幕張の風

So-netブログ「From Makuhari~幕張の風」から移転しました。 仕事のこと、ニュースのこと、音楽のこと、野球はMarinesと高校野球中心に書きとどめたいことを書いて行こうと思います。

祈り。

まったく、ブログをアップする気力も無かったのですが、この男性の心情を思うと、自分の境遇を云々言っていられないと思いました。

安心して産める社会に=「誰も責める気ない」-死亡妊婦の夫が会見


http://headlines.yahoo.co.jp/hl?a=20081027-00000195-jij-soci

最愛の家族である妻を失い、生まれたての子供と二人残された現実。
生まれてきた赤ちゃんが、母の温もりを味わうことなく生きていかなければならない悲しさ。

石原都知事と舛添厚労大臣とでくだらない鞘当ばかり繰り返しているバカバカしさに、この男性の魂の声とも思えるコメントで、心が救われました。

現実に、自分が同じ立場になったら・・・。
私も息子が生まれる前に、そういう悪夢を見たりしてうなされることもありました。
生まれてくる子供を待つ幸せと同時に、「何か起こったらどうしよう」「子供が五体満足で生まれるだろうか」・・・心配性な私は、要らぬ不安ばかり頭をよぎるので、息子が母子共に無事で産声を上げたときは、本当にほっとしました。

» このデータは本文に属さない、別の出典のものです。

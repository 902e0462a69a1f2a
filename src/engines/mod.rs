// Engine capability contracts
//
// Each supported engine provides one Scanner / ColumnNormalizer /
// RelationResolver triad; the Factory picks the triad by engine tag.

use async_trait::async_trait;
use std::collections::HashMap;

use crate::error::Result;

pub mod factory;
pub mod model;
pub mod mysql;
pub mod types;

pub use factory::Factory;
pub use model::{
    Column, Index, IndexType, Item, Items, PrimaryKey, Relation, RelationType, SemanticType,
    SubType, TableRef,
};
pub use types::{TypeInfo, TypeTable};

/// Produces the normalized model of one database.
#[async_trait]
pub trait Scanner: Send + Sync {
    /// Base table names in enumeration order, before exclusions.
    async fn tables(&self) -> Result<Vec<String>>;

    /// Scan every non-excluded base table.
    ///
    /// Returns items in table enumeration order, or the first error hit;
    /// never a partial list.
    async fn scan(&self) -> Result<Items>;
}

/// Turns one engine-specific column descriptor into a [`Column`].
pub trait ColumnNormalizer: Send + Sync {
    /// Raw descriptor as produced by the engine's column introspection query
    type Raw;

    fn normalize(&self, raw: &Self::Raw) -> Result<Column>;
}

/// Keys and relations read from one table's definition text.
#[derive(Debug, Clone, Default, PartialEq, Eq)]
pub struct TableConstraints {
    pub primary_key: PrimaryKey,
    pub indexes: Vec<Index>,
    /// `belongs-to` relations of the table itself
    pub relations: Vec<Relation>,
    /// `has-many` relations owed to other tables of the same database, keyed by table name
    pub reciprocals: Vec<(String, Relation)>,
}

/// Extracts keys and relations from a table definition.
pub trait RelationResolver: Send + Sync {
    /// Fails with [`crate::Error::Definition`] when the text does not parse.
    fn resolve(&self, table: &str, definition: &str) -> Result<TableConstraints>;
}

/// Scan-scoped store of `has-many` relations waiting for their target item.
#[derive(Debug, Default)]
pub(crate) struct PendingRelations {
    by_table: HashMap<String, Vec<Relation>>,
}

impl PendingRelations {
    pub(crate) fn push(&mut self, table: String, relation: Relation) {
        self.by_table.entry(table).or_default().push(relation);
    }

    /// Append every pending relation to its target item. Entries for tables
    /// without an item (excluded or foreign) are dropped.
    pub(crate) fn merge_into(mut self, items: &mut [Item]) {
        for item in items.iter_mut() {
            if let Some(relations) = self.by_table.remove(&item.table) {
                item.relations.extend(relations);
            }
        }
    }
}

この男性と同じ境遇になったときに、同じ言葉を、私は口にすることが出来るだろうか。。。
そんなことを考えてしまいました。
普通に考えれば、奥様が亡くなった一番の原因はたらい回しされたことだというのに、それでも現場の医師を、看護師をかばい感謝の言葉すら口にしています。

それに、おそらくマスコミに攻撃されてばかりいるであろう担当の医師や看護士が、奥様の最後に赤ちゃんを抱かせてくれる配慮までしてくれたという、裏話をするという行為。

マスコミに責められる現場の方の苦労を見て、見るに見かねたのでしょう。
こういう場で話さない限り、絶対にマスコミは取り上げないでしょう。医療の現場が、どれだけ献身的な努力で成り立っているかを。
本来であれば悲しみをぶつける先がこの医師や看護師に向けられてもおかしくはありません。しかしそれでも墨東病院の医師も看護師も本当に良くしてくれた。彼らが傷つかないようにしてほしい」と話すことの出来る思いやり。

きっと亡くなられた奥様も、この男性を「ご主人」として、誇らしく思っていることでしょう。

ただ、忘れてはならないのは、この男性の言うとおり、「この死を無駄にしない」努力です。

医療過誤の増加が叫ばれ、医師の卵が産科を避ける現状。産科だけでなく薬の点数が多くない小児科も医師の不足を招いています。医師は社会的にはステータスの高い仕事と思われていますが、産科や小児科など“成り手”の居ない診療科では、その現場はお金よりも“仁術”で成り立っているのです。

医療制度改革インターンが地方に行かなくなったり、大学病院の医局が機能しなくなったことで医師の慢性的な不足を招いていることははっきりしています。
医薬分業も、病院へ直接落ちるお金が減少して、病院経営を圧迫することにもつながっているような気もします。
お題目だけではない、安心できる医療制度を、役人や政治家は真剣に考えて欲しいと思います。

舛添大臣も石原都知事に噛み付くだけでなく、「本当に必要なこと」に一刻も早く取り組んでいただきたいものです。
この命を無駄にしない為にも。
そして生まれてくる新しい命の為にも。